===== Records =====

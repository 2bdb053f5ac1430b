//! Rotator Runner — everything between the core engine and the CLI.
//!
//! This crate builds on `rotator-core` to provide:
//! - Environment-driven settings with per-timeframe overrides
//! - The single-run pipeline: screen, rank, advise, reconcile, deliver
//! - Report rendering and Telegram delivery

pub mod config;
pub mod notify;
pub mod report;
pub mod run;

pub use config::{ConfigError, Effective, Settings};
pub use notify::{NotifySummary, TelegramNotifier};
pub use report::{build_message, fmt_usd, ReportStyle};
pub use run::{run_once, RunError, RunOptions, RunReport};
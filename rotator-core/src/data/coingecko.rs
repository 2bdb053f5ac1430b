//! CoinGecko universe client.
//!
//! One call per run: the top page of `/coins/markets` ordered by market
//! capitalization, which carries 24h volume and percent change alongside
//! each asset. Symbols are uppercased on the way in.

use super::http;
use super::provider::{MarketDataError, UniverseSource};
use crate::domain::MarketTicker;

pub const DEFAULT_COINGECKO_BASE: &str = "https://api.coingecko.com/api/v3";

/// Assets requested per page. One page is the whole universe.
const UNIVERSE_PAGE_SIZE: u32 = 100;

pub struct CoinGeckoClient {
    client: reqwest::blocking::Client,
    base_url: String,
    vs_currency: String,
}

impl CoinGeckoClient {
    pub fn new(base_url: &str, vs_currency: &str) -> Self {
        Self {
            client: http::build_client(),
            base_url: base_url.trim_end_matches('/').to_string(),
            vs_currency: vs_currency.to_lowercase(),
        }
    }
}

impl UniverseSource for CoinGeckoClient {
    fn top_markets(&self) -> Result<Vec<MarketTicker>, MarketDataError> {
        let url = format!("{}/coins/markets", self.base_url);
        let per_page = UNIVERSE_PAGE_SIZE.to_string();
        let query = [
            ("vs_currency", self.vs_currency.as_str()),
            ("order", "market_cap_desc"),
            ("per_page", per_page.as_str()),
            ("page", "1"),
            ("price_change_percentage", "24h"),
            ("sparkline", "false"),
        ];

        let mut markets: Vec<MarketTicker> = http::get_json(&self.client, &url, &query)?;
        for ticker in &mut markets {
            ticker.normalize();
        }
        Ok(markets)
    }
}
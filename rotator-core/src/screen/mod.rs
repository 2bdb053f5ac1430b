//! The screening pipeline: eligibility filter, composite ranking, and
//! advisory price levels.

pub mod advice;
pub mod filter;
pub mod rank;

pub use advice::{trade_plan, MOMENTUM_RSI};
pub use filter::{evaluate_ticker, screen_universe, ScreenOutcome, STABLECOINS};
pub use rank::{composite_score, rank_top};

use serde::{Deserialize, Serialize};

/// Fully-resolved screening thresholds for one run.
#[derive(Debug, Clone, PartialEq, Serialize, Deserialize)]
pub struct Thresholds {
    /// Moving-average period for the trend gate.
    pub ma_period: usize,
    /// RSI must exceed this to pass.
    pub rsi_threshold: f64,
    /// ATR as a percent of close must exceed this to pass.
    pub atr_pct_min: f64,
    /// Minimum 24h quote volume in USD.
    pub min_volume_usd: f64,
    /// Minimum 24h percent change.
    pub min_pct_24h: f64,
}

impl Default for Thresholds {
    fn default() -> Self {
        Self {
            ma_period: 20,
            rsi_threshold: 55.0,
            atr_pct_min: 1.5,
            min_volume_usd: 50_000_000.0,
            min_pct_24h: 3.0,
        }
    }
}

impl Thresholds {
    /// Bars a series must have before it is usable. The oscillators need
    /// their own warmup even when the MA period is short.
    pub fn min_history(&self) -> usize {
        self.ma_period.max(50)
    }
}
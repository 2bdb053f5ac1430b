//! Telegram delivery.
//!
//! Best effort by design: failures are logged to stderr and counted,
//! never propagated. A run that screened and persisted correctly has
//! done its job even if a chat was unreachable.

use std::thread;
use std::time::Duration;

use serde::{Deserialize, Serialize};
use thiserror::Error;

const API_BASE: &str = "https://api.telegram.org";
const SEND_ATTEMPTS: u32 = 3;
/// Pause between recipients, to stay under the bot API's send rate.
const THROTTLE: Duration = Duration::from_secs(1);

#[derive(Debug, Error)]
pub enum NotifyError {
    #[error("network error: {0}")]
    Network(String),

    #[error("rate limited")]
    RateLimited,

    #[error("HTTP {0}")]
    Status(u16),

    #[error("malformed API response: {0}")]
    Decode(String),

    #[error("API rejected message: {0}")]
    Rejected(String),
}

/// Outcome of one broadcast.
#[derive(Debug, Clone, Copy, Default, PartialEq, Eq, Serialize, Deserialize)]
pub struct NotifySummary {
    pub sent: usize,
    pub failed: usize,
}

#[derive(Debug, Deserialize)]
struct ApiResponse {
    ok: bool,
    #[serde(default)]
    description: Option<String>,
}

pub struct TelegramNotifier {
    client: reqwest::blocking::Client,
    token: String,
}

impl TelegramNotifier {
    pub fn new(token: &str) -> Self {
        let client = reqwest::blocking::Client::builder()
            .timeout(Duration::from_secs(30))
            .build()
            .expect("failed to build HTTP client");
        Self {
            client,
            token: token.to_string(),
        }
    }

    /// Send `text` to every chat id in turn, pausing between recipients.
    pub fn send_to_all(&self, chat_ids: &[String], text: &str) -> NotifySummary {
        let mut summary = NotifySummary::default();

        for (i, chat_id) in chat_ids.iter().enumerate() {
            if i > 0 {
                thread::sleep(THROTTLE);
            }
            match self.send_one(chat_id, text) {
                Ok(()) => summary.sent += 1,
                Err(err) => {
                    eprintln!("telegram send to chat {chat_id} failed: {err}");
                    summary.failed += 1;
                }
            }
        }

        summary
    }

    /// One message to one chat, with short retries on transient trouble.
    fn send_one(&self, chat_id: &str, text: &str) -> Result<(), NotifyError> {
        let url = format!("{API_BASE}/bot{}/sendMessage", self.token);
        let params = [
            ("chat_id", chat_id),
            ("text", text),
            ("disable_web_page_preview", "true"),
        ];

        let mut last_error = None;
        for attempt in 0..SEND_ATTEMPTS {
            if attempt > 0 {
                thread::sleep(Duration::from_secs(1u64 << (attempt - 1)));
            }

            match self.client.post(&url).form(&params).send() {
                Ok(resp) => {
                    let status = resp.status();

                    if status == reqwest::StatusCode::TOO_MANY_REQUESTS {
                        last_error = Some(NotifyError::RateLimited);
                        continue;
                    }
                    if !status.is_success() {
                        return Err(NotifyError::Status(status.as_u16()));
                    }

                    let payload: ApiResponse = resp
                        .json()
                        .map_err(|e| NotifyError::Decode(e.to_string()))?;
                    if payload.ok {
                        return Ok(());
                    }
                    return Err(NotifyError::Rejected(
                        payload
                            .description
                            .unwrap_or_else(|| "no description".to_string()),
                    ));
                }
                Err(e) if e.is_connect() || e.is_timeout() => {
                    last_error = Some(NotifyError::Network(e.to_string()));
                }
                Err(e) => return Err(NotifyError::Network(e.to_string())),
            }
        }

        Err(last_error.unwrap_or(NotifyError::RateLimited))
    }
}
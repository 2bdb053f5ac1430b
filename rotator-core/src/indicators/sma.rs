//! Simple moving average.

/// Trailing mean of `values` over `period`.
///
/// Full windows only: the first `period - 1` slots stay NaN and no
/// partial-window average is emitted.
pub fn sma(values: &[f64], period: usize) -> Vec<f64> {
    assert!(period >= 1, "SMA period must be >= 1");
    let n = values.len();
    let mut result = vec![f64::NAN; n];
    if n < period {
        return result;
    }

    let mut sum: f64 = values[..period].iter().sum();
    result[period - 1] = sum / period as f64;
    for i in period..n {
        sum += values[i] - values[i - period];
        result[i] = sum / period as f64;
    }
    result
}
//! Report rendering: the message that reaches recipients.
//!
//! The short format is one line per member; the long format adds a
//! per-asset detail line and a rank-change section. Both share the
//! header, the advisory block, and the fixed footer.

use std::collections::BTreeMap;

use chrono::{DateTime, Timelike};
use chrono_tz::Tz;

use rotator_core::domain::{Candidate, Direction, Timeframe};
use rotator_core::state::Label;

/// Presentation switches, resolved from settings.
#[derive(Debug, Clone, Copy)]
pub struct ReportStyle {
    pub short_format: bool,
    pub long_format: bool,
    pub detail_emoji: bool,
    pub include_advice: bool,
}

/// Render the full message for one run.
pub fn build_message(
    now: DateTime<Tz>,
    timeframe: Timeframe,
    top: &[Candidate],
    labels: &BTreeMap<String, Label>,
    prev_ranks: &BTreeMap<String, u32>,
    style: ReportStyle,
) -> String {
    let mut out = String::new();

    out.push_str(&format!(
        "Momentum Rotator — {:02}:{:02} {} (TF: {})\n",
        now.hour(),
        now.minute(),
        tz_city(now.timezone()),
        timeframe
    ));
    out.push_str(&format!("Top {}:\n", top.len()));

    if top.is_empty() {
        out.push_str("• No candidates passed the screen this run.\n");
    }

    for (i, candidate) in top.iter().enumerate() {
        push_member_line(&mut out, i + 1, candidate, labels, style);
        if !style.short_format {
            out.push_str(&format!(
                "   {} at {}\n",
                candidate.name, candidate.close
            ));
        }
    }

    if style.include_advice {
        push_advice_block(&mut out, timeframe, top);
    }

    if style.long_format && (!top.is_empty() || !labels.is_empty()) {
        push_rank_changes(&mut out, top, labels, prev_ranks);
    }

    out.push_str("\nNotes:\n");
    out.push_str("• Ranked by 24h momentum with volume, trend, and volatility gates.\n");
    out.push_str("• Informational only, not financial advice.\n");
    out
}

fn push_member_line(
    out: &mut String,
    rank: usize,
    candidate: &Candidate,
    labels: &BTreeMap<String, Label>,
    style: ReportStyle,
) {
    let arrow = if style.detail_emoji {
        match candidate.direction {
            Direction::Up => "↑ ",
            Direction::Down => "↓ ",
            Direction::Flat => "= ",
        }
    } else {
        ""
    };
    let tag = match labels.get(&candidate.symbol) {
        Some(Label::New) => " [NEW]",
        Some(Label::Keep) => " [KEEP]",
        _ => "",
    };
    let rsi = candidate
        .rsi
        .map(|v| format!("{}", v as i64))
        .unwrap_or_else(|| "?".to_string());
    let atr = candidate
        .atr_pct
        .map(|v| format!("{v:.1}"))
        .unwrap_or_else(|| "?".to_string());

    out.push_str(&format!(
        "{rank}) {arrow}{}  {:+.1}% (24h vol {})  close>MA{tag}  RSI {rsi}  ATR% {atr}\n",
        candidate.symbol,
        candidate.pct_24h,
        fmt_usd(candidate.volume_usd),
    ));
}

fn push_advice_block(out: &mut String, timeframe: Timeframe, top: &[Candidate]) {
    let advised: Vec<&Candidate> = top.iter().filter(|c| c.advice.is_some()).collect();
    if advised.is_empty() {
        return;
    }

    out.push_str(&format!("\nTrade levels ({timeframe}):\n"));
    for candidate in advised {
        if let Some(advice) = &candidate.advice {
            out.push_str(&format!(
                "• {}: entry {}, SL {}, TP1 {}, TP2 {} — {}\n",
                candidate.symbol,
                advice.entry,
                advice.stop_loss,
                advice.take_profit_1,
                advice.take_profit_2,
                advice.call,
            ));
        }
    }
}

fn push_rank_changes(
    out: &mut String,
    top: &[Candidate],
    labels: &BTreeMap<String, Label>,
    prev_ranks: &BTreeMap<String, u32>,
) {
    out.push_str("\nRank changes:\n");

    for (i, candidate) in top.iter().enumerate() {
        let current = (i + 1) as i64;
        let line = match prev_ranks.get(&candidate.symbol) {
            Some(&prev) => {
                let prev = prev as i64;
                if prev > current {
                    format!("• {}: moved up ({prev} → {current})", candidate.symbol)
                } else if prev < current {
                    format!("• {}: moved down ({prev} → {current})", candidate.symbol)
                } else {
                    format!("• {}: unchanged ({current})", candidate.symbol)
                }
            }
            None => format!("• {}: newly entered", candidate.symbol),
        };
        out.push_str(&line);
        out.push('\n');
    }

    for (symbol, label) in labels {
        if *label == Label::Drop {
            let was = prev_ranks
                .get(symbol)
                .map(|r| format!(" (was {r})"))
                .unwrap_or_default();
            out.push_str(&format!("• {symbol}: dropped{was}\n"));
        }
    }
}

/// City part of a timezone name: `Europe/Riga` renders as `Riga`.
fn tz_city(tz: Tz) -> &'static str {
    let name = tz.name();
    name.rsplit('/').next().unwrap_or(name)
}

/// Abbreviate a USD amount: $1.2B, $350.0M, $12.3K, below that whole
/// dollars.
pub fn fmt_usd(v: f64) -> String {
    let abs = v.abs();
    if abs >= 1e9 {
        format!("${:.1}B", v / 1e9)
    } else if abs >= 1e6 {
        format!("${:.1}M", v / 1e6)
    } else if abs >= 1e3 {
        format!("${:.1}K", v / 1e3)
    } else {
        format!("${v:.0}")
    }
}
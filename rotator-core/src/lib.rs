//! Rotator Core — the screening engine behind the momentum rotator.
//!
//! This crate contains everything below orchestration:
//! - Domain types (bars, market tickers, products, candidates, advisories)
//! - Indicator engine (SMA, RSI, ATR-percent) with NaN as the missing value
//! - Ordered eligibility filter with structured skip reasons
//! - Composite scoring and top-N selection
//! - Advisory price levels for ranked candidates
//! - Persisted top-list state: load, diff, save
//! - Blocking market-data clients behind source traits

pub mod data;
pub mod domain;
pub mod indicators;
pub mod screen;
pub mod state;

#[cfg(test)]
mod send_sync_checks {
    //! Core types cross thread boundaries in callers; lock that in.

    fn assert_send<T: Send>() {}
    fn assert_sync<T: Sync>() {}

    #[test]
    fn domain_types_are_send_sync() {
        assert_send::<crate::domain::Bar>();
        assert_sync::<crate::domain::Bar>();
        assert_send::<crate::domain::MarketTicker>();
        assert_sync::<crate::domain::MarketTicker>();
        assert_send::<crate::domain::Candidate>();
        assert_sync::<crate::domain::Candidate>();
        assert_send::<crate::domain::SkipReason>();
        assert_sync::<crate::domain::SkipReason>();
    }

    #[test]
    fn screen_types_are_send_sync() {
        assert_send::<crate::screen::Thresholds>();
        assert_sync::<crate::screen::Thresholds>();
    }

    #[test]
    fn errors_are_send_sync() {
        assert_send::<crate::data::MarketDataError>();
        assert_sync::<crate::data::MarketDataError>();
    }

    #[test]
    fn clients_are_send_sync() {
        assert_send::<crate::data::CoinGeckoClient>();
        assert_sync::<crate::data::CoinGeckoClient>();
        assert_send::<crate::data::CoinbaseClient>();
        assert_sync::<crate::data::CoinbaseClient>();
    }
}
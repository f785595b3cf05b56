//! skillpose-server — HTTP front-end for the pose classifier.
//!
//! Exposes `GET /health` and `POST /pose/classify`, and optionally appends
//! accepted frames to an append-only CSV dataset for later labeling.

use std::path::PathBuf;
use std::sync::Arc;

use skillpose::PoseClassifier;

mod dataset;
mod routes;

use routes::AppState;

const DEFAULT_DATASET_PATH: &str = "data/datasets/pose_samples.csv";

#[tokio::main]
async fn main() {
    tracing_subscriber::fmt()
        .with_env_filter(
            tracing_subscriber::EnvFilter::try_from_default_env()
                .unwrap_or_else(|_| "skillpose_server=info,skillpose=info".into()),
        )
        .init();

    let args: Vec<String> = std::env::args().collect();

    let port: u16 = args
        .iter()
        .position(|a| a == "--port" || a == "-p")
        .and_then(|i| args.get(i + 1))
        .and_then(|s| s.parse().ok())
        .or_else(|| {
            std::env::var("SKILLPOSE_PORT")
                .ok()
                .and_then(|s| s.parse().ok())
        })
        .unwrap_or(8000);

    let dataset_path: PathBuf = args
        .iter()
        .position(|a| a == "--dataset" || a == "-d")
        .and_then(|i| args.get(i + 1))
        .map(PathBuf::from)
        .or_else(|| std::env::var("SKILLPOSE_DATASET_CSV").ok().map(PathBuf::from))
        .unwrap_or_else(|| PathBuf::from(DEFAULT_DATASET_PATH));

    tracing::info!("Dataset CSV: {}", dataset_path.display());
    tracing::info!("Port: {}", port);

    let state = Arc::new(AppState {
        classifier: PoseClassifier::new(),
        dataset_path,
    });
    let app = routes::router(state);

    let addr = format!("0.0.0.0:{}", port);
    tracing::info!("skillpose server listening at http://{}", addr);

    let listener = tokio::net::TcpListener::bind(&addr)
        .await
        .expect("failed to bind listener");
    axum::serve(listener, app)
        .with_graceful_shutdown(shutdown_signal())
        .await
        .expect("server error");
}

async fn shutdown_signal() {
    tokio::signal::ctrl_c()
        .await
        .expect("failed to listen for ctrl+c");
    tracing::info!("Shutting down...");
}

=====

Scan the listing above and copy all lines containing the word "args".

    let args: Vec<String> = std::env::args().collect();
    let port: u16 = args
        .and_then(|i| args.get(i + 1))
    let dataset_path: PathBuf = args
        .and_then(|i| args.get(i + 1))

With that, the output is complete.